** Exercise data follows **

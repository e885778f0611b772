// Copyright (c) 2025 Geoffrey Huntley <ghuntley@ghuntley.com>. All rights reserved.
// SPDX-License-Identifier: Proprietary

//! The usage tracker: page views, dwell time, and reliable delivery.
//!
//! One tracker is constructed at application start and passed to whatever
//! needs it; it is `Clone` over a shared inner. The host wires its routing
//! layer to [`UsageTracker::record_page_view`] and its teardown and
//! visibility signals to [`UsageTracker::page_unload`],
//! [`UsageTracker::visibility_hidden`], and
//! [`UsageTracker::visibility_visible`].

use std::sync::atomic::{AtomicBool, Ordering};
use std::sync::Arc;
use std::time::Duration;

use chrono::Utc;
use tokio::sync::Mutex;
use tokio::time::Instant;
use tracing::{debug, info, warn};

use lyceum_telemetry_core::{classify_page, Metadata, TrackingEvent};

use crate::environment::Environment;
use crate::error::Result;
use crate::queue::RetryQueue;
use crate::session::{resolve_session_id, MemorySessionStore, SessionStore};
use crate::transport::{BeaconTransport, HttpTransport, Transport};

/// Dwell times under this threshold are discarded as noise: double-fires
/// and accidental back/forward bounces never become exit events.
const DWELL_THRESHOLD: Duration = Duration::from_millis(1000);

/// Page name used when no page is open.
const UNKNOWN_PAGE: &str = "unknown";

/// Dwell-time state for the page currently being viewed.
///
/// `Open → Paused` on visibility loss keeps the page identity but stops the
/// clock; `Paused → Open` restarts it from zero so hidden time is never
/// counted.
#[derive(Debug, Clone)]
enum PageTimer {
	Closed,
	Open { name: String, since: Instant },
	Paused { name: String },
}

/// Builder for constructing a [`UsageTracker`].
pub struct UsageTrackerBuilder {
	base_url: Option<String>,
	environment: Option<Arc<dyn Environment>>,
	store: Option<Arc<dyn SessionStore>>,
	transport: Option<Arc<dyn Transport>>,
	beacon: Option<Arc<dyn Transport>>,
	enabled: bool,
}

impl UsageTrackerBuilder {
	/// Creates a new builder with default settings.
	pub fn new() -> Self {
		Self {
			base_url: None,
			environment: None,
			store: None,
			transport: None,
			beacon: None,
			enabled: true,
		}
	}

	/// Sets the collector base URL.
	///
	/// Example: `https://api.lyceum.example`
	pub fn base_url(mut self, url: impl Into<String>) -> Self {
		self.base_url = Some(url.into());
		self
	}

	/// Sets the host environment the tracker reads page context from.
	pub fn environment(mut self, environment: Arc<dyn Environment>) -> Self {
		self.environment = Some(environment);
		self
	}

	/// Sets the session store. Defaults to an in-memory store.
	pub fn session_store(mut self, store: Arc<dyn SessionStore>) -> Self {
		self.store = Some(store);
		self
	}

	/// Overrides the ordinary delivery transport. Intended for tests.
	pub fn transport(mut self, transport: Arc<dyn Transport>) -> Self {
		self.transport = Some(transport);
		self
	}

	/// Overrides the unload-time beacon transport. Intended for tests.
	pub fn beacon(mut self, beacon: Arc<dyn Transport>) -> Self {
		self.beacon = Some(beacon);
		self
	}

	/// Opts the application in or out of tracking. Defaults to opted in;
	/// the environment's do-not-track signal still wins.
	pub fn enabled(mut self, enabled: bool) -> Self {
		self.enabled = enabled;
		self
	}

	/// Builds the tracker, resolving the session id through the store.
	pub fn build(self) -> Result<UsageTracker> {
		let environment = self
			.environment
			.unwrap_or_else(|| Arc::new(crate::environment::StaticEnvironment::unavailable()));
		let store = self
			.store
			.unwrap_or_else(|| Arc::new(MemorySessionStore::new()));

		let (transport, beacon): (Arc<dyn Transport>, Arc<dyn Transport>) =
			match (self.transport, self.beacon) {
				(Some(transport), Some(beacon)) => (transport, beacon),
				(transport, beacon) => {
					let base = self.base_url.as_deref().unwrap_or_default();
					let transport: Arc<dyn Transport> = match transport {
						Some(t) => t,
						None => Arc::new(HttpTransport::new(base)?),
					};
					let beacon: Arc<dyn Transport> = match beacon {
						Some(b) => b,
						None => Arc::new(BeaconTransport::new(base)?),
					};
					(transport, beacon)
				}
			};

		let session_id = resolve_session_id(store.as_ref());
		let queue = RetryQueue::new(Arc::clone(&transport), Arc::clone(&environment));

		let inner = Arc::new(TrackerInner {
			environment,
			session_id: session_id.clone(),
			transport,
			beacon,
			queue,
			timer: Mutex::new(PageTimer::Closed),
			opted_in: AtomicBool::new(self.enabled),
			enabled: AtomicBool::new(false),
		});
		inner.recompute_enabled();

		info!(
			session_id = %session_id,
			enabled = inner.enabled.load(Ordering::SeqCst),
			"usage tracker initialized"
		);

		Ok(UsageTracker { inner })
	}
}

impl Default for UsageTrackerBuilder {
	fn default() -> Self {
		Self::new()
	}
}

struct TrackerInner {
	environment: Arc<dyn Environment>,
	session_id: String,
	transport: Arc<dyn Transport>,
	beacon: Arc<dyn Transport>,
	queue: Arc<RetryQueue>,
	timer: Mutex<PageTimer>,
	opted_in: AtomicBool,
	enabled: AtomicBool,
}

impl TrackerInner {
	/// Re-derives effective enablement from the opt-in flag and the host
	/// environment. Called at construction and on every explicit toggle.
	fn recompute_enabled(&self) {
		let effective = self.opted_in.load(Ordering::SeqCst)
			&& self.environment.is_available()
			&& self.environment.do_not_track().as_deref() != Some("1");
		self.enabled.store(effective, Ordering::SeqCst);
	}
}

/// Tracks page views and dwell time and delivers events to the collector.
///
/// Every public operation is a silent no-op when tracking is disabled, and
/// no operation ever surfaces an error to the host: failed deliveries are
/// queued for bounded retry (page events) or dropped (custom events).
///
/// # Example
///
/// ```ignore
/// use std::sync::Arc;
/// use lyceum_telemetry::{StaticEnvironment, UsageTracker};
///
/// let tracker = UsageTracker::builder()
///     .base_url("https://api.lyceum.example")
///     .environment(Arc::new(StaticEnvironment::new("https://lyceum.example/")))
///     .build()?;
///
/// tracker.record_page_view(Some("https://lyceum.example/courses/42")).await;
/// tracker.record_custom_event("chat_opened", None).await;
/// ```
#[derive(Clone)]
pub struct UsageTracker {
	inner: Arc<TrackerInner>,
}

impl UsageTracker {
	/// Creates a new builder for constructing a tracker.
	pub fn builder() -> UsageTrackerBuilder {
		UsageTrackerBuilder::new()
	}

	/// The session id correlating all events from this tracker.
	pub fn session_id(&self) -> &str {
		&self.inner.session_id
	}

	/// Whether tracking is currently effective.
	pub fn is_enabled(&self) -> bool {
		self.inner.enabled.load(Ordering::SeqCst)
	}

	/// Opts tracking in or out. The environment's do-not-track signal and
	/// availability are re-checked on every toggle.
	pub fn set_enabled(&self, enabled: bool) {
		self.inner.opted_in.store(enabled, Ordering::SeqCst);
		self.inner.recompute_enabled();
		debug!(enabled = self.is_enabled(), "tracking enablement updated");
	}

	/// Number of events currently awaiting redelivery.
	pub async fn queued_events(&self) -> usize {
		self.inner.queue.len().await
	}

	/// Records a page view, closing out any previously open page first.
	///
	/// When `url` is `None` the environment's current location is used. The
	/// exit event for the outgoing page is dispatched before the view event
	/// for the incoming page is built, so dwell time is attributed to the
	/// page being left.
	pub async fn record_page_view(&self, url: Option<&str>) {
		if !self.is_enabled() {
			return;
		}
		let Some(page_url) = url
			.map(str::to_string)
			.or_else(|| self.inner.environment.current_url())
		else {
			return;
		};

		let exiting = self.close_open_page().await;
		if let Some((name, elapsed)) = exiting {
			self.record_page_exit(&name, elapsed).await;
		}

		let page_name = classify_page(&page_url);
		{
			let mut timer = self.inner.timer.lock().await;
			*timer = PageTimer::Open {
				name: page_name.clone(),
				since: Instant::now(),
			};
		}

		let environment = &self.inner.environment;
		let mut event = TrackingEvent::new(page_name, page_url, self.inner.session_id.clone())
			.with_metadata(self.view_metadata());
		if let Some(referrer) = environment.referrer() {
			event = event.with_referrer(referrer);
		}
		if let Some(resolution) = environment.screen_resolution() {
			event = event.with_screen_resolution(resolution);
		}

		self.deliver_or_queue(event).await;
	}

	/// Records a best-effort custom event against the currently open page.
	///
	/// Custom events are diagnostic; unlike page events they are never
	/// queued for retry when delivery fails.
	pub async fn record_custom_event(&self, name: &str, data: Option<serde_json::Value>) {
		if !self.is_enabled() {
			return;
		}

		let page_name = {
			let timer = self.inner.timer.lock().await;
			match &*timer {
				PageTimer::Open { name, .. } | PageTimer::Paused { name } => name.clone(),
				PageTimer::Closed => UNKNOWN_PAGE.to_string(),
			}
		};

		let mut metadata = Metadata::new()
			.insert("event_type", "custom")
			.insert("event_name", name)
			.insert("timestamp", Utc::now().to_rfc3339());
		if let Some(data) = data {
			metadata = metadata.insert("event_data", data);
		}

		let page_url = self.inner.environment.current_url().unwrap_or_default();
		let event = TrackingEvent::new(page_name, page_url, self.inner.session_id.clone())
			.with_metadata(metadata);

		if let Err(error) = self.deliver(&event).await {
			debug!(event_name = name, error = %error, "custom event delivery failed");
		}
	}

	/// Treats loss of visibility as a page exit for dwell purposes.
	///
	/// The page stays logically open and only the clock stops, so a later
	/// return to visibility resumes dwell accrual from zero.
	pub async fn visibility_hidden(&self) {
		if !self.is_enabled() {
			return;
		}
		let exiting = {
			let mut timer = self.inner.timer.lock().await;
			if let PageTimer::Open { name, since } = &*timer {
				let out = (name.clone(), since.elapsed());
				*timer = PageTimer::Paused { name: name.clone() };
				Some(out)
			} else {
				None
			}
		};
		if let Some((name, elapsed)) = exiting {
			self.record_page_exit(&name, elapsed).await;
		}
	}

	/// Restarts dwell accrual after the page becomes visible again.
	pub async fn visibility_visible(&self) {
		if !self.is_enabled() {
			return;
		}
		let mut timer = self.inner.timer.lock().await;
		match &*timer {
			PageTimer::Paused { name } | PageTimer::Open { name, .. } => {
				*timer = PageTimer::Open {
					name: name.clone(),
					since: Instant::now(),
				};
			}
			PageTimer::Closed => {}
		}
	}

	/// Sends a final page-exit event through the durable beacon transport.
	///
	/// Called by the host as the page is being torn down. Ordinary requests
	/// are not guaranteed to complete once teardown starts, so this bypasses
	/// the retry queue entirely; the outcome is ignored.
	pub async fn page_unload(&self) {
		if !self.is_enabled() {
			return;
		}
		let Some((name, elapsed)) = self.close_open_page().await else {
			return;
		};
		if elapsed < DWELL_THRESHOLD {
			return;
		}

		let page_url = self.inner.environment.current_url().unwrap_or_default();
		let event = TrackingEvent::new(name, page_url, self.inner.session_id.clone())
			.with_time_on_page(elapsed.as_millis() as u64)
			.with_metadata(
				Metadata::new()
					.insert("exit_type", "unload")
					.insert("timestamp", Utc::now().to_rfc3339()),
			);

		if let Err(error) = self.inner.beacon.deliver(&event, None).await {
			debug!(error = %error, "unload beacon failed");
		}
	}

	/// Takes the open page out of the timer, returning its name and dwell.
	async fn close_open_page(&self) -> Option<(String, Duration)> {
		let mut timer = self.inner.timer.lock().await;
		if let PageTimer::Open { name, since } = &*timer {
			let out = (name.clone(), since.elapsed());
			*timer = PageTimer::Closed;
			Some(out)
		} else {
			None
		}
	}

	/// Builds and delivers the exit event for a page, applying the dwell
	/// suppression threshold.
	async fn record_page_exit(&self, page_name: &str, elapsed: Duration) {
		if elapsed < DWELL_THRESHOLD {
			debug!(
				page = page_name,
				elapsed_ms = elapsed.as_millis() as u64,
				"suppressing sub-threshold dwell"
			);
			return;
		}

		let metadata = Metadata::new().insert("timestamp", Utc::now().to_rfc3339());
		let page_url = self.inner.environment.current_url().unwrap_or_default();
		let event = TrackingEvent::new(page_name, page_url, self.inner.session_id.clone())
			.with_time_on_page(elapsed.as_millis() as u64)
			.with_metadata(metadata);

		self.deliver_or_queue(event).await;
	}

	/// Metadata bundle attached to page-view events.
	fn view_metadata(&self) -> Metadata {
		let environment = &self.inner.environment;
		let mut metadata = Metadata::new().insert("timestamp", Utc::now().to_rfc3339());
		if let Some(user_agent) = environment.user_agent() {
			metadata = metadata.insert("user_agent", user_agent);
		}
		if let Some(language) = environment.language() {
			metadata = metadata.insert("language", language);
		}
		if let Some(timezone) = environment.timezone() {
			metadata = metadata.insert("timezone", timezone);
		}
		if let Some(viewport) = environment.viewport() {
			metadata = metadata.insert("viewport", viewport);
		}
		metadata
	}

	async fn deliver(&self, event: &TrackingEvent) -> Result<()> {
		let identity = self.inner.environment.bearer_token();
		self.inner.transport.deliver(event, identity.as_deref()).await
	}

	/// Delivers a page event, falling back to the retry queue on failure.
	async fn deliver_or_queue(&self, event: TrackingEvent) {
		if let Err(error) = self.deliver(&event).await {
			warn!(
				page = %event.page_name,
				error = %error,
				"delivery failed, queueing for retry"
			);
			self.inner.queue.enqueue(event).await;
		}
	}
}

** End of Exercise data **

What is needed: Return, please, the lines of the data from the first through the line containing "wires its routing", both kept, exactly as they stand and nothing more.

Reply:
repository e885778f0611b772
// Copyright (c) 2025 Geoffrey Huntley <ghuntley@ghuntley.com>. All rights reserved.
// SPDX-License-Identifier: Proprietary

//! The usage tracker: page views, dwell time, and reliable delivery.
//!
//! One tracker is constructed at application start and passed to whatever
//! needs it; it is `Clone` over a shared inner. The host wires its routing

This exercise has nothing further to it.